Consumer staples giant The Procter & Gamble Company (PG) has a long history of beating earnings per share (EPS) estimates. Daily and weekly charts show downside risk after the stock set its all-time intraday high of $146.92 on Nov. 9, 2020.
- Procter & Gamble has beaten earnings estimates in 23 consecutive quarters.
- The daily chart for P&G suggests that a death cross formation will likely form over the next few weeks.
- When P&G stock set its high on Nov. 9, that day was a key reversal.
- P&G has a negative but oversold weekly chart.
Procter & Gamble stock is in correction territory at 13.5% below its all-time intraday high of $146.92 set on Nov. 9, 2020. The stock is also in a bull market at 34.7% above its low of $94.34 posted on March 23, 2020. Overall, the stock is down 8.6% year to date. The stock is overvalued with a P/E ratio of 23.13 and a dividend yield of 2.46%, according to Macrotrends.

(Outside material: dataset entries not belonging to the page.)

//! Editing session for one episode timeline.
//!
//! Owns the shared timeline, the playback clock, the audio sync manager
//! and the debounced saver, and exposes the gesture surface the host UI
//! calls. Every mutation applies synchronously (collision resolution
//! completes before control returns), re-arms the save deadline and
//! leaves `total_duration` recomputed.
//!
//! The session is single-threaded and cooperative: the host calls
//! `on_frame` from its frame/idle path, which drives both the tick loop
//! and the pending save.

use std::sync::Arc;
use std::time::Instant;

use concepto_audio::{decode_channel0, AudioOutput, AudioSyncManager};
use concepto_core::{Result, Seconds};
use concepto_timeline::{DebouncedSaver, PersistenceGateway, ShotRef, Timeline};
use parking_lot::Mutex;
use tracing::{info, warn};
use uuid::Uuid;

use crate::clock::PlaybackClock;

/// One editing session over an episode's timeline.
pub struct EditorSession<O: AudioOutput, G: PersistenceGateway> {
    timeline: Arc<Mutex<Timeline>>,
    clock: PlaybackClock,
    sync: AudioSyncManager<O>,
    saver: DebouncedSaver,
    gateway: G,
}

impl<O: AudioOutput, G: PersistenceGateway> EditorSession<O, G> {
    /// Open a session: load the episode's saved timeline, or start an
    /// empty one.
    pub async fn open(episode_id: &str, output: O, gateway: G) -> Result<Self> {
        let timeline = match gateway.load(episode_id).await? {
            Some(timeline) => {
                info!(
                    episode = episode_id,
                    slides = timeline.slides.len(),
                    tracks = timeline.audio_tracks.len(),
                    "timeline loaded"
                );
                timeline
            }
            None => {
                info!(episode = episode_id, "no saved timeline, starting empty");
                Timeline::new(episode_id)
            }
        };

        Ok(Self {
            timeline: Arc::new(Mutex::new(timeline)),
            clock: PlaybackClock::new(),
            sync: AudioSyncManager::new(output),
            saver: DebouncedSaver::new(),
            gateway,
        })
    }

    /// Shared handle to the timeline, for read paths (rendering,
    /// `slide_at` lookups).
    pub fn timeline(&self) -> Arc<Mutex<Timeline>> {
        Arc::clone(&self.timeline)
    }

    /// The audio output context, for direct source registration.
    pub fn audio_output_mut(&mut self) -> &mut O {
        self.sync.output_mut()
    }

    pub fn position(&self) -> Seconds {
        self.clock.position()
    }

    pub fn is_playing(&self) -> bool {
        self.clock.is_playing()
    }

    // ── Slide gestures ─────────────────────────────────────────────

    pub fn add_slide(&mut self, media_url: &str) -> Uuid {
        let id = self.timeline.lock().add_slide(media_url);
        self.mark_dirty();
        id
    }

    pub fn project_shots(&mut self, shots: &[ShotRef]) -> Vec<Uuid> {
        let created = self.timeline.lock().project_shots(shots);
        if !created.is_empty() {
            self.mark_dirty();
        }
        created
    }

    pub fn delete_slide(&mut self, id: Uuid) -> bool {
        let removed = self.timeline.lock().remove_slide(id).is_some();
        if removed {
            self.mark_dirty();
        }
        removed
    }

    pub fn move_slide(&mut self, id: Uuid, new_start: Seconds) -> bool {
        let moved = self.timeline.lock().move_slide(id, new_start);
        if moved {
            self.mark_dirty();
        }
        moved
    }

    pub fn resize_slide_end(&mut self, id: Uuid, new_duration: Seconds) -> bool {
        let resized = self.timeline.lock().resize_slide_end(id, new_duration);
        if resized {
            self.mark_dirty();
        }
        resized
    }

    pub fn resize_slide_start(&mut self, id: Uuid, new_start: Seconds) -> bool {
        let resized = self.timeline.lock().resize_slide_start(id, new_start);
        if resized {
            self.mark_dirty();
        }
        resized
    }

    // ── Audio track gestures ───────────────────────────────────────

    /// Add an uploaded audio track. The track lands immediately with the
    /// provided duration; the uploaded bytes are then decoded off the
    /// runtime, the real duration applied, and the decoded source
    /// registered with the audio output so playback handles can open
    /// it. A failed decode keeps the provided duration and registers
    /// nothing.
    pub async fn add_audio_track(
        &mut self,
        name: &str,
        media_url: &str,
        start_time: Seconds,
        duration: Seconds,
        bytes: Vec<u8>,
    ) -> Uuid {
        let id = self
            .timeline
            .lock()
            .add_audio_track(name, media_url, start_time, duration);
        self.mark_dirty();

        match tokio::task::spawn_blocking(move || decode_channel0(&bytes)).await {
            Ok(Ok(audio)) => {
                self.timeline
                    .lock()
                    .set_track_duration(id, audio.duration_seconds());
                self.sync.output_mut().register_source(media_url, audio);
                self.mark_dirty();
            }
            Ok(Err(e)) => {
                warn!(track = %id, error = %e, "audio decode failed, keeping provided duration");
            }
            Err(e) => {
                warn!(track = %id, error = %e, "audio decode task failed");
            }
        }
        id
    }

    pub fn delete_audio_track(&mut self, id: Uuid) -> bool {
        let removed = self.timeline.lock().remove_audio_track(id).is_some();
        if removed {
            self.sync.remove_track(id);
            self.mark_dirty();
        }
        removed
    }

    /// Set a track's volume (0 to 100), reaching any live handle
    /// immediately.
    pub fn set_volume(&mut self, id: Uuid, volume: u8) -> bool {
        let gain = {
            let mut timeline = self.timeline.lock();
            if !timeline.set_volume(id, volume) {
                return false;
            }
            timeline.find_track(id).map(|t| t.gain())
        };
        if let Some(gain) = gain {
            self.sync.set_gain(id, gain);
        }
        self.mark_dirty();
        true
    }

    // ── Transport ──────────────────────────────────────────────────

    /// Start playback from the current position and align every audio
    /// track immediately rather than waiting for the resync cadence.
    pub fn play(&mut self, now: Instant) {
        self.clock.play(now);
        let tracks = self.timeline.lock().audio_tracks.clone();
        self.sync.resync(self.clock.position(), &tracks);
    }

    pub fn pause(&mut self) {
        self.clock.pause();
        self.sync.pause_all();
    }

    pub fn stop(&mut self) {
        self.clock.stop();
        self.sync.rewind_all();
    }

    /// Frame/idle driver. Advances the clock, keeps audio in sync and
    /// flushes a due save. Returns whether another playback frame
    /// should be scheduled; the host should still call this from its
    /// idle path while a save is pending.
    pub async fn on_frame(&mut self, now: Instant) -> bool {
        let (total, tracks) = {
            let timeline = self.timeline.lock();
            (timeline.total_duration, timeline.audio_tracks.clone())
        };

        let was_playing = self.clock.is_playing();
        let more = self.clock.tick(now, total);
        if more {
            self.sync.on_tick(self.clock.position(), &tracks);
        } else if was_playing {
            // playback exhausted the timeline
            self.sync.pause_all();
        }

        if self.saver.is_due(now) {
            let snapshot = self.timeline.lock().clone();
            self.saver.flush_now(&self.gateway, &snapshot).await;
        }
        more
    }

    /// Tear the session down: flush the pending save, pause every
    /// handle and release the audio output.
    pub async fn close(mut self) {
        if self.saver.is_pending() {
            let snapshot = self.timeline.lock().clone();
            self.saver.flush_now(&self.gateway, &snapshot).await;
        }
        self.sync.shutdown();
        info!("session closed");
    }

    fn mark_dirty(&mut self) {
        self.saver.mark_dirty(Instant::now());
    }
}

P&G is a component of the Dow Jones Industrial Average. Go to any supermarket, and you will find the company’s beauty, grooming, health care, personal hygiene, and infant care products as you walk through the aisles. Given the 2020 global crisis and lockdowns, some of these products are being hoarded by many consumers.
The Daily Chart for Procter & Gamble
The daily chart for Procter & Gamble shows that the stock has been above a golden cross since July 31, 2020. A golden cross occurs when the 50-day simple moving average rises above the 200-day simple moving average.
Note that Nov. 9 was a negative key reversal day. The stock set its all-time intraday high at $146.92 that day and then closed below the Nov. 6 low of $142.38. The stock has been below its 200-day simple moving average since Jan. 27. As the 50-day simple moving average falls toward the 200-day simple moving average, a death cross could be confirmed within a few weeks.
The horizontal lines at $134.01 and $137.21 are the semiannual and annual pivots, now considered risky levels. The lower of the three horizontal lines is this week’s value level. A gap below this key level would be considered a breakdown.
- A moving average (MA) is a stock indicator that is commonly used in technical analysis.
- The reason for calculating the moving average of a stock is to help smooth out the price data over a specified period of time by creating a constantly updated average price.
- A simple moving average (SMA) is a calculation that takes the arithmetic mean of a given set of prices over the specific number of days in the past; for example, over the previous 15, 30, 100, or 200 days.
- An exponential moving average (EMA) is a weighted average that gives greater importance to the price of a stock on more recent days, making it an indicator that is more responsive to new information.
The Weekly Chart for Procter & Gamble
The weekly chart for Procter & Gamble is negative but oversold, with the stock below its five-week modified moving average at $131.42. The stock is well above its 200-week simple moving average, or reversion to the mean, at $104.99. The stock was a buy at this moving average when it was $94.77 during the week of March 27, 2020.
The 12x3x3 weekly slow stochastic reading declined to 10.46 last week, well below the oversold threshold of 20.00. If this reading declines below 10.00, the stock will be considered too cheap to ignore.
Trading strategy: Buy Proctor & Gamble stock on weakness to its 200-week simple moving average at $104.99. Reduce holdings on strength to the semiannual and annual pivots at $134.01 and $137.21. A gap below the weekly pivot at $126.17 is a technical warning.
Technical guidelines: The closes on Dec. 31, 2020, were inputs to my proprietary analytics. Quarterly, semiannual, and annual levels were calculated based upon the last nine closes in these time horizons. Monthly levels for February were established based upon the Jan. 31 closes. New quarterly levels occur at the end of each quarter. Semiannual levels are updated at mid-year. Annual levels remain for the full year.
My choice of using 12x3x3 weekly slow stochastic readings was based upon backtesting many methods of reading share-price momentum with the objective of finding the combination that resulted in the fewest false signals. I did this following the stock market crash of 1987, so I have been happy with the results for more than 30 years.
The stochastic reading covers the last 12 weeks of highs, lows, and closes for the stock. There is a raw calculation of the differences between the highest high and lowest low versus the closes. These levels are modified to a fast reading and a slow reading, and I found that the slow reading worked the best.
The stochastic reading scales between 00.00 and 100.00, with readings above 80.00 considered overbought and readings below 20.00 considered oversold. A reading above 90.00 is considered an “inflating parabolic bubble” formation, which is typically followed by a decline of 10% to 20% over the next three to five months. A reading below 10.00 is considered “too cheap to ignore,” which is typically followed by a gain of 10% to 20% over the next three to five months.
Disclosure: The author has no positions in any stocks mentioned and no plans to initiate any positions within the next 72 hours.